Foreman et al. (1975), Foreman et al. (1984) was the first to investigate spinal cord neurons in monkeys using single-unit platinum wire electrodes through laminectomy. These efforts were followed by Blair et al. (1981), Blair et al. (1982), Blair et al. (1984a), Blair et al. (1984b), Ammons et al. (1983a), Ammons et al. (1983b), Ammons et al. (1984a), Ammons and Foreman (1984), Ammons et al. (1984b), Ammons et al. (1985a), Ammons et al. (1985b), Brennan et al. (1987), Girardot et al. (1987), Bolser et al. (1989), Hobbs et al. (1989), and Chandler et al. (1991) in cats and monkeys using tungsten, stainless steel, platinum-iridium, and carbon-filament glass electrodes. The effects of cardiovascular stressors, noxious stressors, vagal afferent stimulation, and pharmacological agents on T1-T5 spinal, spinothalamic, and spinoreticular neurons were studied in separate investigations. These studies laid the groundwork to understand the mechanisms of cardiac pain, roles of neurotransmitters, and multi-organ architecture of spinal neurons (Foreman et al., 2015). Another set of studies focused on C1-C2 spinal neurons (Zhang et al., 1997; Chandler et al., 2000; Qin et al., 2001; Chandler et al., 2002; Qin et al., 2003a; Qin et al., 2003b; Zhang et al., 2003; Qin et al., 2004a; Qin et al., 2004b), characterization of thoracic spinal neurons receiving inputs from the heart and lower airways (Qin et al., 2003c; Qin et al., 2004c; Qin et al., 2006; Qin et al., 2007; Qin et al., 2008), and multi-organ processing of cardiac nociception (Goodman-Keiser et al., 2010; Qin et al., 2010; Little et al., 2011).
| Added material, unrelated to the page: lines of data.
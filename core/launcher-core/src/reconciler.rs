//! Background thread that keeps the tracked collection in sync with reality.
//!
//! The manager has no timer of its own. Front ends start one reconciler for the
//! lifetime of the application and receive the names of games that exited.
//! The callback runs on the reconciler thread, so it should only forward the
//! names to the UI's own context (a channel, an event loop proxy) rather than
//! touch UI state directly.

use std::sync::atomic::{AtomicBool, Ordering};
use std::sync::Arc;
use std::thread::{self, JoinHandle};
use std::time::{Duration, Instant};

use crate::error::{LauncherError, Result};
use crate::manager::GameManager;

const STOP_CHECK_SLICE: Duration = Duration::from_millis(50);

/// Owns the reconciler thread; stopping or dropping it ends the loop.
pub struct ReconcilerHandle {
    stop: Arc<AtomicBool>,
    thread: Option<JoinHandle<()>>,
}

impl ReconcilerHandle {
    pub fn stop(mut self) {
        self.shutdown();
    }

    fn shutdown(&mut self) {
        self.stop.store(true, Ordering::SeqCst);
        if let Some(thread) = self.thread.take() {
            if thread.join().is_err() {
                tracing::warn!("Reconciler thread panicked");
            }
        }
    }
}

impl Drop for ReconcilerHandle {
    fn drop(&mut self) {
        self.shutdown();
    }
}

/// Runs `manager.reconcile()` every `interval`, passing each non-empty list of
/// exited games to `on_exit`.
pub fn spawn_reconciler<F>(
    manager: Arc<GameManager>,
    interval: Duration,
    mut on_exit: F,
) -> Result<ReconcilerHandle>
where
    F: FnMut(Vec<String>) + Send + 'static,
{
    let stop = Arc::new(AtomicBool::new(false));
    let thread_stop = Arc::clone(&stop);

    let thread = thread::Builder::new()
        .name("reconciler".to_string())
        .spawn(move || {
            tracing::debug!(interval_ms = interval.as_millis() as u64, "Reconciler started");
            while !thread_stop.load(Ordering::SeqCst) {
                let exited = manager.reconcile();
                if !exited.is_empty() {
                    tracing::debug!(exited = ?exited, "Reconcile pass evicted games");
                    on_exit(exited);
                }
                sleep_unless_stopped(&thread_stop, interval);
            }
            tracing::debug!("Reconciler stopped");
        })
        .map_err(|source| LauncherError::Io {
            context: "spawning reconciler thread".to_string(),
            source,
        })?;

    Ok(ReconcilerHandle {
        stop,
        thread: Some(thread),
    })
}

fn sleep_unless_stopped(stop: &AtomicBool, interval: Duration) {
    let deadline = Instant::now() + interval;
    loop {
        if stop.load(Ordering::SeqCst) {
            return;
        }
        let now = Instant::now();
        if now >= deadline {
            return;
        }
        thread::sleep(STOP_CHECK_SLICE.min(deadline - now));
    }
}

#[cfg(test)]
mod tests {
    use super::*;
    use crate::manager::ManagerSettings;

    #[test]
    fn test_stop_is_prompt_even_with_long_interval() {
        let manager = Arc::new(GameManager::new(ManagerSettings::default()));
        let handle = spawn_reconciler(manager, Duration::from_secs(60), |_| {}).unwrap();

        let started = Instant::now();
        handle.stop();
        assert!(started.elapsed() < Duration::from_secs(2));
    }

    #[test]
    fn test_no_callback_when_nothing_exits() {
        let manager = Arc::new(GameManager::new(ManagerSettings::default()));
        let (tx, rx) = std::sync::mpsc::channel();
        let handle = spawn_reconciler(manager, Duration::from_millis(20), move |names| {
            let _ = tx.send(names);
        })
        .unwrap();

        thread::sleep(Duration::from_millis(150));
        drop(handle);
        assert!(rx.try_recv().is_err());
    }
}
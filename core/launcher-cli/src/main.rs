//! game-launcher: find, start and stop local games.
//!
//! ## Subcommands
//!
//! - `scan`: list the games found in a directory
//! - `launch`: start one game and follow it until it exits
//! - `shell`: interactive console front end
//! - `config`: show (or initialize) the configuration

mod config_cmd;
mod launch;
mod logging;
mod scan;
mod shell;

use clap::{Parser, Subcommand};
use launcher_core::{load_config, LauncherConfig, StorageConfig};
use std::path::PathBuf;

#[derive(Parser)]
#[command(name = "game-launcher")]
#[command(about = "Find, start and stop local games")]
#[command(version)]
struct Cli {
    /// Data directory for configuration and logs (default: ~/.game-launcher)
    #[arg(long, global = true, value_name = "DIR")]
    data_dir: Option<PathBuf>,

    #[command(subcommand)]
    command: Commands,
}

#[derive(Subcommand)]
enum Commands {
    /// List games found under a directory
    Scan {
        /// Games directory (default: games_dir from config)
        #[arg(value_name = "DIR")]
        dir: Option<PathBuf>,

        /// Print JSON instead of a table
        #[arg(long)]
        json: bool,
    },

    /// Launch one game and wait for it to exit
    Launch {
        /// Game name (case-insensitive)
        #[arg(value_name = "NAME")]
        name: String,

        /// Games directory (default: games_dir from config)
        #[arg(long, value_name = "DIR")]
        dir: Option<PathBuf>,

        /// Close the game after this many seconds
        #[arg(long, value_name = "SECS")]
        close_after: Option<u64>,
    },

    /// Interactive console launcher
    Shell {
        /// Games directory (default: games_dir from config)
        #[arg(value_name = "DIR")]
        dir: Option<PathBuf>,
    },

    /// Show the effective configuration
    Config {
        /// Write the default configuration if none exists
        #[arg(long)]
        init: bool,
    },
}

fn main() {
    let cli = Cli::parse();
    let storage = cli
        .data_dir
        .map(StorageConfig::with_root)
        .unwrap_or_default();
    let _logging_guard = logging::init(&storage.logs_dir());
    let config = load_config(&storage);

    let result = match cli.command {
        Commands::Scan { dir, json } => scan::run(dir, json, &config),
        Commands::Launch {
            name,
            dir,
            close_after,
        } => launch::run(&name, dir, close_after, &config),
        Commands::Shell { dir } => shell::run(dir, &config),
        Commands::Config { init } => config_cmd::run(&storage, &config, init),
    };

    if let Err(e) = result {
        tracing::error!(error = %e, "game-launcher failed");
        std::process::exit(1);
    }
}

/// Directory from the command line, falling back to the configured one.
fn resolve_games_dir(dir: Option<PathBuf>, config: &LauncherConfig) -> Result<PathBuf, String> {
    dir.or_else(|| config.games_dir.clone()).ok_or_else(|| {
        "No games directory given and games_dir is not set in config.json".to_string()
    })
}
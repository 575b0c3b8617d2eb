//! Process-table queries and process-tree termination.
//!
//! # Termination Protocol
//!
//! Games and their launchers routinely spawn helpers (anti-cheat, updaters,
//! render processes), so killing only the spawned process leaves orphans.
//! [`terminate_tree`] therefore works on the whole subtree:
//!
//! 1. Enumerate the root's descendants at close time (children may appear
//!    long after launch). A root that already exited counts as closed.
//! 2. Ask every descendant, then the root, to terminate gracefully.
//! 3. Wait up to the timeout for all of them to exit.
//! 4. Force-kill whatever is still alive.
//!
//! Signalling a process that exited in the meantime is expected and never
//! reported as an error.
//!
//! # Module Structure
//!
//! - [`tree`]: process table snapshots, descendant enumeration, liveness
//! - [`terminate`]: graceful/forced signals and the escalation protocol

pub mod terminate;
pub mod tree;

pub use terminate::{terminate_tree, SignalOutcome, TerminationReport};
pub use tree::{descendants_of, is_pid_alive, ProcessTable};
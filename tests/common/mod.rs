#![allow(dead_code)]

use std::sync::Arc;

use labelspace::label_row::DataType;
use labelspace::{
    EntityHash, Geometry, LabelRow, LabelRowMetadata, MediaSize, Ontology, SpaceKind,
};

pub const ONTOLOGY_JSON: &str = r##"{
    "objects": [
        {
            "name": "Car",
            "color": "#FF0000",
            "shape": "bounding_box",
            "featureNodeHash": "obj-car",
            "attributes": [
                {"name": "Colour", "type": "radio", "featureNodeHash": "attr-colour",
                 "options": [
                    {"label": "Red", "featureNodeHash": "opt-red"},
                    {"label": "Blue", "featureNodeHash": "opt-blue"}
                 ]},
                {"name": "Moving", "type": "radio", "featureNodeHash": "attr-moving", "dynamic": true,
                 "options": [
                    {"label": "Yes", "featureNodeHash": "opt-moving-yes"},
                    {"label": "No", "featureNodeHash": "opt-moving-no"}
                 ]}
            ]
        },
        {"name": "Road", "shape": "polygon", "featureNodeHash": "obj-road"},
        {"name": "Sky", "shape": "bitmask", "featureNodeHash": "obj-sky"},
        {
            "name": "Speech",
            "shape": "audio",
            "featureNodeHash": "obj-speech",
            "attributes": [
                {"name": "Speaker", "type": "text", "featureNodeHash": "attr-speaker"}
            ]
        },
        {"name": "Entity Mention", "shape": "text", "featureNodeHash": "obj-mention"}
    ],
    "classifications": [
        {
            "featureNodeHash": "cls-weather",
            "attributes": [
                {"name": "Weather", "type": "radio", "featureNodeHash": "attr-weather",
                 "options": [
                    {"label": "Sunny", "featureNodeHash": "opt-sunny"},
                    {"label": "Rainy", "featureNodeHash": "opt-rainy"}
                 ]}
            ]
        },
        {
            "featureNodeHash": "cls-tags",
            "attributes": [
                {"name": "Tags", "type": "checklist", "featureNodeHash": "attr-tags",
                 "options": [
                    {"label": "Night", "featureNodeHash": "opt-night"},
                    {"label": "Blurry", "featureNodeHash": "opt-blurry"}
                 ]}
            ]
        }
    ]
}"##;

pub fn ontology() -> Arc<Ontology> {
    Arc::new(Ontology::from_json_str(ONTOLOGY_JSON).expect("fixture ontology parses"))
}

/// An initialised, empty group row.
pub fn group_row() -> LabelRow {
    let mut row = LabelRow::new(
        ontology(),
        LabelRowMetadata {
            label_hash: Some("lr-group".into()),
            data_hash: "dh-group".into(),
            data_title: "group".into(),
            data_type: DataType::Group,
            ..Default::default()
        },
    );
    row.initialise_empty().expect("fresh row initialises");
    row
}

/// An initialised video row of 100x100 pixels and 50 frames.
pub fn video_row() -> LabelRow {
    let mut row = LabelRow::new(
        ontology(),
        LabelRowMetadata {
            label_hash: Some("lr-video".into()),
            data_hash: "dh-video".into(),
            data_title: "clip.mp4".into(),
            data_type: DataType::Video,
            width: Some(100),
            height: Some(100),
            number_of_frames: Some(50),
            ..Default::default()
        },
    );
    row.initialise_empty().expect("fresh row initialises");
    row
}

pub fn video_kind() -> SpaceKind {
    SpaceKind::Video {
        size: MediaSize::new(100, 100),
        number_of_frames: 50,
    }
}

pub fn image_kind() -> SpaceKind {
    SpaceKind::Image {
        size: MediaSize::new(100, 100),
    }
}

pub fn bbox(x: f64, y: f64) -> Geometry {
    Geometry::from(labelspace::geometry::BoundingBox::from_xywh(x, y, 0.2, 0.2))
}

pub fn car(row: &mut LabelRow) -> EntityHash {
    row.create_entity(&"obj-car".into()).expect("car class exists")
}
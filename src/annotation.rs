//! Annotation records: one placement of an entity at one frame or range of a space.
//!
//! The identity of an annotation is the `(entity, space, key)` triple and never
//! changes. Geometry and [`AnnotationMetadata`] are edited in place and are
//! picked up by the next serialization.

use chrono::{DateTime, NaiveDateTime, Utc};
use serde_json::{json, Map, Value};

use crate::error::{LabelError, Result};
use crate::frames::FrameKey;
use crate::geometry::Geometry;
use crate::ids::{EntityHash, FeatureHash, SpaceId};

const WIRE_TIME_FORMAT: &str = "%a, %d %b %Y %H:%M:%S UTC";

/// What to do when a placement hits an occupied slot.
#[derive(Clone, Copy, Debug, Default, PartialEq, Eq)]
pub enum OverlapStrategy {
    /// Reject the whole call and leave the space unchanged.
    #[default]
    Error,
    /// Drop the existing annotation and store the new one.
    Replace,
}

/// Audit data carried by every annotation.
#[derive(Clone, Debug, PartialEq)]
pub struct AnnotationMetadata {
    pub created_at: DateTime<Utc>,
    pub created_by: Option<String>,
    pub last_edited_at: DateTime<Utc>,
    pub last_edited_by: Option<String>,
    pub confidence: f64,
    pub manual_annotation: bool,
    pub is_deleted: Option<bool>,
}

impl Default for AnnotationMetadata {
    fn default() -> Self {
        let now = Utc::now();
        Self {
            created_at: now,
            created_by: None,
            last_edited_at: now,
            last_edited_by: None,
            confidence: 1.0,
            manual_annotation: true,
            is_deleted: None,
        }
    }
}

/// Optional overrides applied on top of existing or default metadata.
#[derive(Clone, Debug, Default, PartialEq)]
pub struct MetadataUpdate {
    pub created_at: Option<DateTime<Utc>>,
    pub created_by: Option<String>,
    pub last_edited_at: Option<DateTime<Utc>>,
    pub last_edited_by: Option<String>,
    pub confidence: Option<f64>,
    pub manual_annotation: Option<bool>,
}

impl MetadataUpdate {
    pub fn created_by(mut self, who: impl Into<String>) -> Self {
        self.created_by = Some(who.into());
        self
    }

    pub fn last_edited_by(mut self, who: impl Into<String>) -> Self {
        self.last_edited_by = Some(who.into());
        self
    }

    pub fn confidence(mut self, confidence: f64) -> Self {
        self.confidence = Some(confidence);
        self
    }

    pub fn manual_annotation(mut self, manual: bool) -> Self {
        self.manual_annotation = Some(manual);
        self
    }

    pub fn created_at(mut self, at: DateTime<Utc>) -> Self {
        self.created_at = Some(at);
        self
    }

    pub fn last_edited_at(mut self, at: DateTime<Utc>) -> Self {
        self.last_edited_at = Some(at);
        self
    }
}

impl AnnotationMetadata {
    /// Fresh metadata with the update applied.
    pub fn from_update(update: &MetadataUpdate) -> Self {
        let mut metadata = Self::default();
        metadata.apply(update);
        metadata
    }

    pub fn apply(&mut self, update: &MetadataUpdate) {
        if let Some(at) = update.created_at {
            self.created_at = at;
        }
        if let Some(who) = &update.created_by {
            self.created_by = Some(who.clone());
        }
        if let Some(at) = update.last_edited_at {
            self.last_edited_at = at;
        }
        if let Some(who) = &update.last_edited_by {
            self.last_edited_by = Some(who.clone());
        }
        if let Some(confidence) = update.confidence {
            self.confidence = confidence;
        }
        if let Some(manual) = update.manual_annotation {
            self.manual_annotation = manual;
        }
    }

    pub(crate) fn write_wire(&self, entry: &mut Map<String, Value>) {
        entry.insert("createdAt".into(), json!(format_wire_time(&self.created_at)));
        entry.insert("createdBy".into(), json!(self.created_by));
        entry.insert("lastEditedAt".into(), json!(format_wire_time(&self.last_edited_at)));
        entry.insert("lastEditedBy".into(), json!(self.last_edited_by));
        entry.insert("confidence".into(), json!(self.confidence));
        entry.insert("manualAnnotation".into(), json!(self.manual_annotation));
        if let Some(deleted) = self.is_deleted {
            entry.insert("isDeleted".into(), json!(deleted));
        }
    }

    pub(crate) fn read_wire(entry: &Map<String, Value>) -> Result<Self> {
        let text = |key: &str| entry.get(key).and_then(Value::as_str).map(str::to_string);
        let created_at = match text("createdAt") {
            Some(s) => parse_wire_time(&s)?,
            None => Utc::now(),
        };
        let last_edited_at = match text("lastEditedAt") {
            Some(s) => parse_wire_time(&s)?,
            None => created_at,
        };
        Ok(Self {
            created_at,
            created_by: text("createdBy"),
            last_edited_at,
            last_edited_by: text("lastEditedBy"),
            confidence: entry.get("confidence").and_then(Value::as_f64).unwrap_or(1.0),
            manual_annotation: entry
                .get("manualAnnotation")
                .and_then(Value::as_bool)
                .unwrap_or(true),
            is_deleted: entry.get("isDeleted").and_then(Value::as_bool),
        })
    }
}

/// Formats a timestamp the way label documents store it,
/// e.g. `Tue, 05 Mar 2024 10:00:00 UTC`.
pub fn format_wire_time(at: &DateTime<Utc>) -> String {
    at.format(WIRE_TIME_FORMAT).to_string()
}

/// Parses the long document form, falling back to RFC 3339.
pub fn parse_wire_time(s: &str) -> Result<DateTime<Utc>> {
    if let Ok(naive) = NaiveDateTime::parse_from_str(s, WIRE_TIME_FORMAT) {
        return Ok(naive.and_utc());
    }
    DateTime::parse_from_rfc3339(s)
        .map(|dt| dt.with_timezone(&Utc))
        .map_err(|_| LabelError::malformed(format!("invalid timestamp '{s}'")))
}

/// Options for `put_*_instance` calls.
#[derive(Clone, Debug, Default, PartialEq)]
pub struct PutOptions {
    pub on_overlap: OverlapStrategy,
    pub metadata: MetadataUpdate,
}

impl PutOptions {
    /// Options that overwrite an existing annotation in the same slot.
    pub fn replace() -> Self {
        Self {
            on_overlap: OverlapStrategy::Replace,
            ..Self::default()
        }
    }

    pub fn with_metadata(mut self, metadata: MetadataUpdate) -> Self {
        self.metadata = metadata;
        self
    }
}

/// An object placed at one frame or range of a space.
#[derive(Clone, Debug, PartialEq)]
pub struct ObjectAnnotation {
    entity: EntityHash,
    space_id: SpaceId,
    key: FrameKey,
    geometry: Geometry,
    pub metadata: AnnotationMetadata,
}

impl ObjectAnnotation {
    pub(crate) fn new(
        entity: EntityHash,
        space_id: SpaceId,
        key: FrameKey,
        geometry: Geometry,
        metadata: AnnotationMetadata,
    ) -> Self {
        Self {
            entity,
            space_id,
            key,
            geometry,
            metadata,
        }
    }

    pub fn entity(&self) -> &EntityHash {
        &self.entity
    }

    pub fn space_id(&self) -> &SpaceId {
        &self.space_id
    }

    pub fn key(&self) -> FrameKey {
        self.key
    }

    pub fn geometry(&self) -> &Geometry {
        &self.geometry
    }

    /// Replaces the geometry. The new value must be of the same kind.
    pub fn set_geometry(&mut self, geometry: Geometry) -> Result<()> {
        if std::mem::discriminant(&geometry) != std::mem::discriminant(&self.geometry) {
            return Err(LabelError::malformed(format!(
                "cannot replace a {} with a {}",
                self.geometry.kind_name(),
                geometry.kind_name()
            )));
        }
        self.geometry = geometry;
        Ok(())
    }
}

/// A classification placed at one frame or range of a space.
#[derive(Clone, Debug, PartialEq)]
pub struct ClassificationAnnotation {
    entity: EntityHash,
    space_id: SpaceId,
    key: FrameKey,
    feature_hash: FeatureHash,
    pub metadata: AnnotationMetadata,
}

impl ClassificationAnnotation {
    pub(crate) fn new(
        entity: EntityHash,
        space_id: SpaceId,
        key: FrameKey,
        feature_hash: FeatureHash,
        metadata: AnnotationMetadata,
    ) -> Self {
        Self {
            entity,
            space_id,
            key,
            feature_hash,
            metadata,
        }
    }

    pub fn entity(&self) -> &EntityHash {
        &self.entity
    }

    pub fn space_id(&self) -> &SpaceId {
        &self.space_id
    }

    pub fn key(&self) -> FrameKey {
        self.key
    }

    /// The ontology classification this annotation is an instance of.
    pub fn feature_hash(&self) -> &FeatureHash {
        &self.feature_hash
    }
}
//! The label row: aggregate root of one data unit's labels.
//!
//! A [`LabelRow`] owns the ontology reference, the [`EntityRegistry`] and every
//! [`Space`] of its data unit. Nothing can be read or edited until the row is
//! initialised, either from a fetched document or as an empty row.
//!
//! Two surfaces exist side by side:
//!
//! - the **label-row surface** (`add_object_instance`, `remove_object`, ...)
//!   for single-media data. Entities added here keep their frame data on
//!   themselves and show up under the root space when serialized;
//! - the **space surface** reached through [`LabelRow::space_mut`], where
//!   frame data lives in the space's index.

mod bundle;

pub use bundle::{Bundle, BundleOperation, BundleResults, LabelClient, MemoryClient};

use std::collections::{BTreeMap, BTreeSet};
use std::fmt;
use std::sync::Arc;

use serde::{Deserialize, Serialize};
use serde_json::Value;

use crate::annotation::{OverlapStrategy, PutOptions};
use crate::entity::{keys_for, Binding, ClassificationInstance, EntityRegistry, ObjectInstance};
use crate::error::{LabelError, Result};
use crate::frames::{FrameKey, Frames};
use crate::geometry::Geometry;
use crate::ids::{EntityHash, FeatureHash, SpaceId};
use crate::ontology::Ontology;
use crate::space::{MediaSize, Space, SpaceKind, SpaceMut, SpaceRef};

/// Review state of a label row.
#[derive(Clone, Copy, Debug, Default, PartialEq, Eq, Hash, Serialize, Deserialize)]
#[serde(rename_all = "SCREAMING_SNAKE_CASE")]
pub enum LabelStatus {
    #[default]
    NotLabelled,
    LabelInProgress,
    Labelled,
    Reviewed,
    ReviewedTwice,
}

impl LabelStatus {
    pub fn as_str(&self) -> &'static str {
        match self {
            LabelStatus::NotLabelled => "NOT_LABELLED",
            LabelStatus::LabelInProgress => "LABEL_IN_PROGRESS",
            LabelStatus::Labelled => "LABELLED",
            LabelStatus::Reviewed => "REVIEWED",
            LabelStatus::ReviewedTwice => "REVIEWED_TWICE",
        }
    }
}

impl fmt::Display for LabelStatus {
    fn fmt(&self, f: &mut fmt::Formatter<'_>) -> fmt::Result {
        f.write_str(self.as_str())
    }
}

/// Media type of the data unit.
#[derive(Clone, Copy, Debug, Default, PartialEq, Eq, Hash, Serialize, Deserialize)]
#[serde(rename_all = "snake_case")]
pub enum DataType {
    #[default]
    Image,
    Video,
    Audio,
    PlainText,
    /// A data unit made of several spaces.
    Group,
}

impl DataType {
    pub fn as_str(&self) -> &'static str {
        match self {
            DataType::Image => "image",
            DataType::Video => "video",
            DataType::Audio => "audio",
            DataType::PlainText => "plain_text",
            DataType::Group => "group",
        }
    }
}

/// Read-only facts about the data unit a label row annotates.
#[derive(Clone, Debug, Default, PartialEq)]
pub struct LabelRowMetadata {
    /// Unset for rows that have never been saved.
    pub label_hash: Option<String>,
    pub data_hash: String,
    pub data_title: String,
    pub data_type: DataType,
    pub label_status: LabelStatus,
    pub width: Option<u32>,
    pub height: Option<u32>,
    pub number_of_frames: Option<u32>,
}

impl LabelRowMetadata {
    pub fn media_size(&self) -> Option<MediaSize> {
        match (self.width, self.height) {
            (Some(width), Some(height)) => Some(MediaSize::new(width, height)),
            _ => None,
        }
    }

    pub(crate) fn root_kind(&self) -> SpaceKind {
        SpaceKind::Root {
            size: self.media_size(),
            number_of_frames: match self.data_type {
                DataType::Image => Some(1),
                _ => self.number_of_frames,
            },
        }
    }
}

/// All labels of one data unit.
#[derive(Debug)]
pub struct LabelRow {
    ontology: Arc<Ontology>,
    metadata: LabelRowMetadata,
    registry: EntityRegistry,
    spaces: BTreeMap<SpaceId, Space>,
    attached_objects: Vec<EntityHash>,
    attached_classifications: Vec<EntityHash>,
    initialised: bool,
}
Using similar electrode technologies and methods, peripheral investigations were carried out by other groups. Ja¨nig and Szulczyk (1980) investigated the functional properties of lumbar preganglionic sympathetic neurons in cats using single-unit platinum wire electrodes. The functional properties of the neurons were classified according to cardiac rhythmicity, reactions to different stimuli, and axon conduction velocity. Armour (1983) performed a set of experiments to study synaptic transmission in middle cervical and stellate ganglia in dogs after thoracic autonomic ganglia decentralization. Compound action potential shapes were studied based on their response to a number of pharmacological agents and electrical stimulation of an afferent cardiopulmonary nerve. In subsequent studies, extracellular neural activity of middle cervical and stellate ganglia neurons was recorded in dogs (Armour, 1985; Armour, 1986). Action potentials were identified based on pre-determined signal to noise ratios, action potential duration, action potential discharge pattern, and firing rates have been quantified. Neural classifications were performed based on cardiac cycle rhythmicity, respiration, respiration rhythmicity, response to mechanical distortion of the superior vena cava, heart, thoracic aorta, thoracic wall, neck, or foreleg skin, and response to stimulation of sympathetic and/or cardiopulmonary nerves. Gagliardi et al. (1988) similarly studied right atrial ganglionated plexus neural activity in dogs by finding neurons that showed cardiac rhythmicity, respiratory rhythmicity, and responded to mechanical stimuli.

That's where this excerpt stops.